A schematic view of the STAR experiment at RHIC
In past years, the main physics focus in STAR was on exploration of hot and dense nuclear matter in collisions of gold (Au) ions at the top RHIC energy of 200 GeV together with measuring properties of “cold” nuclear matter in small collision systems such as proton+proton, proton+Au, and deuteron+Au, where no QGP is expected to be formed. In 2018, isobaric collisions of Ruthenium-96 (Ru+Ru) and Zirconium-96 (Zr+Zr) were studied to shed light on understanding of the chiral magnetic effect. This study has a fundamental impact beyond the field of high-temperature QCD.
In the upcoming years, the physics focus will primarily be on search for a critical point of the phase diagram of nuclear matter within the so called Beam Energy Scan (BES) program. After the very successful first phase of the BES completed in 2014 that provided promising hints at collision energies below 20 GeV, several observables with higher statistics and improved detector setup will be investigated in the energy range from 7.7 to 19.6 GeV in the collider and from 3 to 7.7 GeV in the fixed-target modes in the coming years.
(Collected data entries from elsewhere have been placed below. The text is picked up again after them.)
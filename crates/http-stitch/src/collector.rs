//! Wiring between the kernel probe's callbacks and record emission

use std::time::{Duration, SystemTime, UNIX_EPOCH};

use conn_track::{
    ConnCloseEvent,
    ConnId,
    ConnOpenEvent,
    ConnectionTracker,
    MessageKind,
    SocketDataEvent,
    TrackerConfig,
    TrackerRegistry,
    TrafficProtocol,
};

use crate::filter::HttpHeaderFilter;
use crate::frame::Http2FrameParser;
use crate::parse::HttpParser;
use crate::records::{HttpRecord, HttpRecordBatch};

/// Consumes probe events and, on each pipeline tick, turns parsed HTTP
/// traffic into record-batch rows.
///
/// BPF timestamps are nanoseconds since boot; when
/// [`init_clock_realtime_offset`](Self::init_clock_realtime_offset) has run,
/// every accepted event's timestamp is shifted to wall-clock nanoseconds on
/// ingest, so everything downstream (tracker info, messages, records) shares
/// one time base.
pub struct SocketTraceCollector {
    registry:                 TrackerRegistry,
    response_header_filter:   HttpHeaderFilter,
    clock_realtime_offset_ns: u64,
    http2_frames_seen:        u64,
}

impl Default for SocketTraceCollector {
    fn default() -> Self {
        Self::new(TrackerConfig::default())
    }
}

impl SocketTraceCollector {
    /// Create a collector with the given tracker knobs and the stock
    /// response filter.
    pub fn new(config: TrackerConfig) -> Self {
        Self {
            registry:                 TrackerRegistry::new(config),
            response_header_filter:   HttpHeaderFilter::default(),
            clock_realtime_offset_ns: 0,
            http2_frames_seen:        0,
        }
    }

    /// Compute the boot-to-wall-clock offset applied to event timestamps.
    pub fn init_clock_realtime_offset(&mut self) {
        self.clock_realtime_offset_ns = clock_realtime_offset_ns();
    }

    /// The offset currently applied to event timestamps.
    pub fn clock_realtime_offset(&self) -> u64 {
        self.clock_realtime_offset_ns
    }

    /// Upstream callback: connection opened.
    pub fn accept_open_conn_event(&mut self, mut event: ConnOpenEvent) {
        event.timestamp_ns += self.clock_realtime_offset_ns;
        self.registry.accept_open_event(event);
    }

    /// Upstream callback: connection closed.
    pub fn accept_close_conn_event(&mut self, mut event: ConnCloseEvent) {
        event.timestamp_ns += self.clock_realtime_offset_ns;
        self.registry.accept_close_event(event);
    }

    /// Upstream callback: data captured.
    pub fn accept_data_event(&mut self, mut event: SocketDataEvent) {
        event.timestamp_ns += self.clock_realtime_offset_ns;
        self.registry.accept_data_event(event);
    }

    /// Replace the response header filter.
    pub fn set_response_header_filter(&mut self, filter: HttpHeaderFilter) {
        self.response_header_filter = filter;
    }

    /// Test override: replace the inactivity duration.
    pub fn set_inactivity_duration(&mut self, duration: Duration) {
        self.registry.set_inactivity_duration(duration);
    }

    /// Test override: replace the death-countdown length.
    pub fn set_death_countdown_iters(&mut self, iters: i32) {
        self.registry.set_death_countdown_iters(iters);
    }

    /// Current tracker knobs.
    pub fn config(&self) -> TrackerConfig {
        self.registry.config()
    }

    /// Connections with at least one surviving tracker generation.
    pub fn active_connections(&self) -> usize {
        self.registry.active_connections()
    }

    /// Look up a live tracker.
    pub fn tracker(&self, conn_id: ConnId) -> Option<&ConnectionTracker> {
        self.registry.get(conn_id)
    }

    /// HTTP/2 frames observed and drained so far (no record schema exists
    /// for them yet).
    pub fn http2_frames_seen(&self) -> u64 {
        self.http2_frames_seen
    }

    /// One pipeline tick: drain every known-protocol tracker into `batch`,
    /// then advance tracker lifecycles.
    pub fn transfer_data(&mut self, batch: &mut HttpRecordBatch) {
        let Self {
            registry,
            response_header_filter,
            http2_frames_seen,
            ..
        } = self;

        for tracker in registry.trackers_mut() {
            match tracker.traffic_class().protocol {
                TrafficProtocol::Http => {
                    transfer_http_streams(tracker, response_header_filter, batch);
                },
                TrafficProtocol::Http2 => {
                    let Some((req_stream, resp_stream)) = tracker.req_resp_data() else {
                        continue;
                    };
                    let frames = req_stream.extract_messages::<Http2FrameParser>(MessageKind::Request);
                    *http2_frames_seen += frames.len() as u64;
                    frames.clear();
                    let frames =
                        resp_stream.extract_messages::<Http2FrameParser>(MessageKind::Response);
                    *http2_frames_seen += frames.len() as u64;
                    frames.clear();
                },
                TrafficProtocol::Unknown => {},
            }
        }

        registry.tick();
    }
}

/// Extract requests and responses from one HTTP tracker, pair them FIFO, and
/// append the rows surviving the response filter.
///
/// A response whose request was lost still yields a row with empty request
/// columns; unmatched requests stay queued for a later pass.
fn transfer_http_streams(
    tracker: &mut ConnectionTracker,
    filter: &HttpHeaderFilter,
    batch: &mut HttpRecordBatch,
) {
    let conn_id = tracker.conn_id();
    let (remote_addr, remote_port) = tracker
        .open_info()
        .map(|open| {
            (
                open.remote_addr.map(|ip| ip.to_string()).unwrap_or_default(),
                open.remote_port,
            )
        })
        .unwrap_or_default();

    let Some((req_stream, resp_stream)) = tracker.req_resp_data() else {
        return;
    };
    let requests = req_stream.extract_messages::<HttpParser>(MessageKind::Request);
    let responses = resp_stream.extract_messages::<HttpParser>(MessageKind::Response);

    while let Some(response) = responses.pop_front() {
        let request = requests.pop_front();
        if !filter.matches(&response.headers) {
            continue;
        }
        batch.push(HttpRecord {
            time_ns: response.timestamp_ns,
            conn_id,
            remote_addr: remote_addr.clone(),
            remote_port,
            request,
            response,
        });
    }
}

/// Unix-epoch nanoseconds of the machine's boot instant, so that
/// `boot_offset + bpf_timestamp` is wall-clock time. Falls back to "now" when
/// uptime is unavailable, which keeps the offset nonzero and monotonic
/// within a run.
fn clock_realtime_offset_ns() -> u64 {
    let unix_now_ns = SystemTime::now()
        .duration_since(UNIX_EPOCH)
        .unwrap_or_default()
        .as_nanos() as u64;
    unix_now_ns.saturating_sub(uptime_ns())
}

#[cfg(target_os = "linux")]
fn uptime_ns() -> u64 {
    std::fs::read_to_string("/proc/uptime")
        .ok()
        .and_then(|contents| contents.split_whitespace().next()?.parse::<f64>().ok())
        .map(|secs| (secs * 1e9) as u64)
        .unwrap_or(0)
}

#[cfg(not(target_os = "linux"))]
fn uptime_ns() -> u64 {
    0
}
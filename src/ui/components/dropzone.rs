// SPDX-License-Identifier: MIT
// SPDX-FileCopyrightText: 2026 pdflatch contributors

//! File drop zone: drag-and-drop target and click-to-browse affordance.

use eframe::egui;

use crate::models::submission::SelectedFile;

/// Messages emitted by the drop zone view.
pub enum DropZoneMsg {
    BrowseRequested,
}

/// Render the drop zone and return any messages triggered by user interaction.
///
/// The drag-active highlight is purely visual; actual file intake happens via
/// the window-level dropped-files input handled by the app shell.
pub fn view(
    ui: &mut egui::Ui,
    file: Option<&SelectedFile>,
    drag_active: bool,
) -> Vec<DropZoneMsg> {
    let mut msgs = Vec::new();

    let visuals = ui.visuals().clone();
    let stroke = if drag_active {
        egui::Stroke::new(2.0, visuals.selection.stroke.color)
    } else if file.is_some() {
        egui::Stroke::new(1.5, egui::Color32::from_rgb(46, 125, 50))
    } else {
        visuals.window_stroke()
    };

    let inner = egui::Frame::new()
        .fill(visuals.panel_fill)
        .stroke(stroke)
        .inner_margin(18.0)
        .show(ui, |ui| {
            ui.set_width(ui.available_width());
            ui.vertical_centered(|ui| match file {
                Some(file) => {
                    ui.label(egui::RichText::new(egui_phosphor::regular::FILE_PDF).size(28.0));
                    ui.label(egui::RichText::new(&file.name).strong());
                    ui.label(
                        egui::RichText::new(format_bytes(file.size()))
                            .small()
                            .color(egui::Color32::from_gray(110)),
                    );
                }
                None => {
                    ui.label(egui::RichText::new(egui_phosphor::regular::UPLOAD_SIMPLE).size(28.0));
                    ui.label("Drag & drop your PDF here");
                    ui.label(
                        egui::RichText::new("or click to browse")
                            .small()
                            .color(egui::Color32::from_gray(110)),
                    );
                }
            });
        });

    let response = inner.response.interact(egui::Sense::click());
    if response
        .on_hover_cursor(egui::CursorIcon::PointingHand)
        .clicked()
    {
        msgs.push(DropZoneMsg::BrowseRequested);
    }

    msgs
}

/// Human-readable formatting for byte sizes with binary units.
fn format_bytes(bytes: u64) -> String {
    const UNITS: [&str; 4] = ["B", "KB", "MB", "GB"];
    let mut value = bytes as f64;
    let mut unit = 0;
    while value >= 1024.0 && unit < UNITS.len() - 1 {
        value /= 1024.0;
        unit += 1;
    }
    if unit == 0 {
        format!("{bytes} B")
    } else {
        format!("{value:.1} {}", UNITS[unit])
    }
}

#[cfg(test)]
mod tests {
    use super::format_bytes;

    #[test]
    fn format_bytes_uses_binary_units() {
        assert_eq!(format_bytes(512), "512 B");
        assert_eq!(format_bytes(2048), "2.0 KB");
        assert_eq!(format_bytes(5 * 1024 * 1024), "5.0 MB");
    }
}
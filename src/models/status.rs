// SPDX-License-Identifier: MIT
// SPDX-FileCopyrightText: 2026 pdflatch contributors

//! Status line classification: decides whether a message is presented as an error.

/// Presentation kind for the status line.
#[derive(Clone, Copy, Debug, PartialEq, Eq)]
pub enum StatusKind {
    Success,
    Error,
}

/// Classify a status message for presentation.
///
/// Every validation and failure message in this app carries one of the
/// marker substrings below ("Error: ...", "Please ...", "Passwords do not
/// match"); everything else is progress or success text. The markers are
/// coupled to the literal message wording and pinned by tests, so do not
/// reword a status message without checking its classification.
pub fn classify(message: &str) -> StatusKind {
    const ERROR_MARKERS: [&str; 3] = ["Error", "Please", "match"];
    if ERROR_MARKERS.iter().any(|m| message.contains(m)) {
        StatusKind::Error
    } else {
        StatusKind::Success
    }
}

#[cfg(test)]
mod tests {
    use super::{StatusKind, classify};

    #[test]
    fn validation_messages_classify_as_error() {
        assert_eq!(classify("Please upload a PDF file"), StatusKind::Error);
        assert_eq!(classify("Please select a PDF file"), StatusKind::Error);
        assert_eq!(classify("Please enter a password"), StatusKind::Error);
        assert_eq!(classify("Passwords do not match"), StatusKind::Error);
    }

    #[test]
    fn service_failures_classify_as_error() {
        assert_eq!(classify("Error: bad password"), StatusKind::Error);
        assert_eq!(classify("Error: Failed to lock PDF"), StatusKind::Error);
        assert_eq!(classify("Error: Failed to unlock PDF"), StatusKind::Error);
    }

    #[test]
    fn progress_and_success_classify_as_success() {
        assert_eq!(classify("Unlocking PDF..."), StatusKind::Success);
        assert_eq!(classify("Locking PDF..."), StatusKind::Success);
        assert_eq!(
            classify("PDF unlocked successfully! Download started."),
            StatusKind::Success
        );
        assert_eq!(
            classify("PDF locked successfully! Download started."),
            StatusKind::Success
        );
        assert_eq!(classify("Download cancelled."), StatusKind::Success);
    }
}
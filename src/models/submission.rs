// SPDX-License-Identifier: MIT
// SPDX-FileCopyrightText: 2026 pdflatch contributors

//! Submission domain model: the selected file and the transform operation (UI-agnostic).

use std::path::Path;

use anyhow::{Context, Result, bail};

/// Only declared content type accepted for intake.
pub const PDF_MIME: &str = "application/pdf";

/// A fully read candidate file: name, declared content type, and raw bytes.
///
/// The declared type is derived from the filename extension, matching what a
/// picker or drop source would report for the file.
#[derive(Clone, Debug, PartialEq, Eq)]
pub struct SelectedFile {
    pub name: String,
    pub mime: String,
    pub bytes: Vec<u8>,
}

impl SelectedFile {
    pub fn size(&self) -> u64 {
        self.bytes.len() as u64
    }
}

/// Which of the two supported transforms the next submission will perform.
#[derive(Clone, Copy, Debug, PartialEq, Eq, Default)]
pub enum Operation {
    #[default]
    Unlock,
    Lock,
}

impl Operation {
    pub fn as_str(&self) -> &'static str {
        match self {
            Operation::Unlock => "unlock",
            Operation::Lock => "lock",
        }
    }

    /// Service endpoint path for this operation.
    pub fn endpoint_path(&self) -> &'static str {
        match self {
            Operation::Unlock => "/api/unlock",
            Operation::Lock => "/api/lock",
        }
    }

    /// Status text shown while the request is in flight.
    pub fn progress_message(&self) -> &'static str {
        match self {
            Operation::Unlock => "Unlocking PDF...",
            Operation::Lock => "Locking PDF...",
        }
    }

    /// Fallback detail text when the service reports a failure without one.
    pub fn failure_message(&self) -> String {
        format!("Failed to {} PDF", self.as_str())
    }

    /// Status text shown once the transform succeeded and the download was offered.
    pub fn success_message(&self) -> String {
        format!("PDF {}ed successfully! Download started.", self.as_str())
    }

    /// Filename offered to the user for the transformed result.
    pub fn download_name(&self, original: &str) -> String {
        match self {
            Operation::Unlock => format!("unlocked_{original}"),
            Operation::Lock => format!("locked_{original}"),
        }
    }

    pub fn heading(&self) -> &'static str {
        match self {
            Operation::Unlock => "PDF Unlocker",
            Operation::Lock => "PDF Locker",
        }
    }

    pub fn tagline(&self) -> &'static str {
        match self {
            Operation::Unlock => "Remove password protection from your PDF files",
            Operation::Lock => "Add password protection to your PDF files",
        }
    }

    pub fn password_label(&self) -> &'static str {
        match self {
            Operation::Unlock => "Current Password",
            Operation::Lock => "New Password",
        }
    }

    pub fn password_hint(&self) -> &'static str {
        match self {
            Operation::Unlock => "Enter current password",
            Operation::Lock => "Enter new password",
        }
    }
}

/// Declared content type for a candidate path, derived from its extension.
pub fn guess_mime(path: &Path) -> String {
    mime_guess::from_path(path)
        .first_or_octet_stream()
        .essence_str()
        .to_string()
}

/// True when the path's declared content type is `application/pdf`.
pub fn is_pdf_candidate(path: &Path) -> bool {
    guess_mime(path) == PDF_MIME
}

/// Read a candidate file into memory as a [`SelectedFile`].
///
/// # Errors
///
/// Returns an error when the declared type is not PDF or the file cannot be read.
pub fn read_candidate(path: &Path) -> Result<SelectedFile> {
    let mime = guess_mime(path);
    if mime != PDF_MIME {
        bail!("Please upload a PDF file");
    }

    let name = path
        .file_name()
        .map(|n| n.to_string_lossy().into_owned())
        .unwrap_or_else(|| "document.pdf".to_string());
    let bytes =
        std::fs::read(path).with_context(|| format!("Failed to read file: {:?}", path))?;

    Ok(SelectedFile { name, mime, bytes })
}
// SPDX-License-Identifier: MIT
// SPDX-FileCopyrightText: 2026 pdflatch contributors

//! Root Model-View-Update kernel wiring submission state, messages, and commands.

use std::path::PathBuf;

use crate::logic::transform::{self, ServiceConfig, TransformOutput};
use crate::models::submission::{self, Operation, SelectedFile};

/// Top-level application state: the one in-memory submission.
#[derive(Default)]
pub struct AppModel {
    /// Accepted PDF file, if any.
    pub file: Option<SelectedFile>,
    /// Password for the next submission.
    pub password: String,
    /// Confirmation password, only meaningful in lock mode.
    pub confirm_password: String,
    /// Which transform the next submission performs.
    pub operation: Operation,
    /// Latest status message to display, if any.
    pub status: Option<String>,
    /// True while a transform request is in flight.
    pub loading: bool,
    /// True while files hover over the window (visual only).
    pub drag_active: bool,
    /// Transform service address.
    pub service: ServiceConfig,
}

/// Application messages routed through the update function.
pub enum Msg {
    PasswordChanged(String),
    ConfirmPasswordChanged(String),
    SetOperation(Operation),
    RequestPickFile,
    /// Picker result; `None` means the dialog was cancelled.
    FilePicked(Option<PathBuf>),
    /// Files dropped onto the window; only the first entry is used.
    FilesDropped(Vec<PathBuf>),
    DragHover(bool),
    /// Candidate file read into memory, or the failure text.
    CandidateRead(Result<SelectedFile, String>),
    SubmitRequested,
    /// Transform finished; `Err` carries the user-facing detail text.
    TransformCompleted(Result<TransformOutput, String>),
    /// Result bytes written to disk, or the failure text.
    DownloadSaved(Result<PathBuf, String>),
    DownloadCancelled,
}

/// Commands represent side-effects executed between frames.
pub enum Command {
    PickFile,
    ReadCandidate(PathBuf),
    Transform(TransformPayload),
    SaveDownload { file_name: String, bytes: Vec<u8> },
}

/// Captured, validated data for one transform request.
///
/// Copies are taken at submit time, so edits made while the request is in
/// flight only affect the next submission.
pub struct TransformPayload {
    pub config: ServiceConfig,
    pub operation: Operation,
    pub file: SelectedFile,
    pub password: String,
}

/// Update the application model and enqueue commands.
pub fn update(model: &mut AppModel, msg: Msg, cmds: &mut Vec<Command>) {
    match msg {
        Msg::PasswordChanged(text) => model.password = text,
        Msg::ConfirmPasswordChanged(text) => model.confirm_password = text,
        Msg::SetOperation(operation) => model.operation = operation,
        Msg::DragHover(active) => model.drag_active = active,
        Msg::RequestPickFile => cmds.push(Command::PickFile),
        Msg::FilePicked(None) => {}
        Msg::FilePicked(Some(path)) => intake_candidate(model, path, cmds),
        Msg::FilesDropped(paths) => {
            model.drag_active = false;
            if let Some(path) = paths.into_iter().next() {
                intake_candidate(model, path, cmds);
            }
        }
        Msg::CandidateRead(Ok(file)) => {
            model.file = Some(file);
            model.status = None;
        }
        Msg::CandidateRead(Err(detail)) => {
            model.status = Some(format!("Error: {detail}"));
        }
        Msg::SubmitRequested => {
            if model.loading {
                return;
            }
            match validate_for_submit(model) {
                Ok(payload) => {
                    model.loading = true;
                    model.status = Some(payload.operation.progress_message().to_string());
                    cmds.push(Command::Transform(payload));
                }
                Err(message) => model.status = Some(message),
            }
        }
        Msg::TransformCompleted(Ok(output)) => {
            model.loading = false;
            model.status = Some(output.operation.success_message());
            model.file = None;
            model.password.clear();
            model.confirm_password.clear();
            cmds.push(Command::SaveDownload {
                file_name: output.file_name,
                bytes: output.bytes,
            });
        }
        Msg::TransformCompleted(Err(detail)) => {
            model.loading = false;
            model.status = Some(format!("Error: {detail}"));
        }
        Msg::DownloadSaved(Ok(path)) => {
            model.status = Some(format!("Saved to {}", path.display()));
        }
        Msg::DownloadSaved(Err(detail)) => {
            model.status = Some(format!("Error: {detail}"));
        }
        Msg::DownloadCancelled => {
            model.status = Some("Download cancelled.".to_string());
        }
    }
}

/// Gate a candidate file on its declared content type before reading it.
///
/// Rejection is recoverable and surfaced only through the status line; an
/// already accepted file stays selected.
fn intake_candidate(model: &mut AppModel, path: PathBuf, cmds: &mut Vec<Command>) {
    if submission::is_pdf_candidate(&path) {
        cmds.push(Command::ReadCandidate(path));
    } else {
        model.status = Some("Please upload a PDF file".to_string());
    }
}

/// Execute a command on a worker thread and return the resulting message.
pub fn run_command(cmd: Command) -> Msg {
    match cmd {
        Command::PickFile => {
            let file = rfd::FileDialog::new()
                .set_title("Select a PDF")
                .add_filter("PDF", &["pdf"])
                .pick_file();
            Msg::FilePicked(file)
        }
        Command::ReadCandidate(path) => {
            Msg::CandidateRead(submission::read_candidate(&path).map_err(|e| e.to_string()))
        }
        Command::Transform(payload) => Msg::TransformCompleted(
            transform::transform(
                &payload.config,
                payload.operation,
                &payload.file,
                &payload.password,
            )
            .map_err(|e| e.to_string()),
        ),
        Command::SaveDownload { file_name, bytes } => {
            let dialog = rfd::FileDialog::new()
                .set_title("Save transformed PDF")
                .add_filter("PDF", &["pdf"])
                .set_file_name(&file_name);
            match dialog.save_file() {
                Some(path) => match std::fs::write(&path, &bytes) {
                    Ok(()) => Msg::DownloadSaved(Ok(path)),
                    Err(err) => Msg::DownloadSaved(Err(err.to_string())),
                },
                None => Msg::DownloadCancelled,
            }
        }
    }
}

/// Pre-flight validator: fixed order, first failure wins, no network involved.
pub fn validate_for_submit(model: &AppModel) -> Result<TransformPayload, String> {
    let Some(file) = model.file.as_ref() else {
        return Err("Please select a PDF file".to_string());
    };

    if model.password.is_empty() {
        return Err("Please enter a password".to_string());
    }

    if model.operation == Operation::Lock && model.password != model.confirm_password {
        return Err("Passwords do not match".to_string());
    }

    Ok(TransformPayload {
        config: model.service.clone(),
        operation: model.operation,
        file: file.clone(),
        password: model.password.clone(),
    })
}

/// Whether the submit control should currently be enabled.
pub fn can_submit(model: &AppModel) -> bool {
    !model.loading && validate_for_submit(model).is_ok()
}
High data statistics at these low RHIC collision energies will be achieved by using a new low-energy electron cooling and longitudinally extended bunches improving the RHIC luminosity.
Phase diagram of nuclear matter
Credit: Image courtesy of Brookhaven National Laboratory
Besides the exploration of hot and dense nuclear matter, RHIC is also the only machine in the world capable of colliding beams of polarized protons to investigate the “missing” spin of the proton. Three quarks that built the proton account only for about 20 percent of proton's spin. The dedicated spin program carried out at RHIC and within the STAR experiment in parallel to its heavy-ion program is essential to try to find an answer to this fundamental question of modern particle physics.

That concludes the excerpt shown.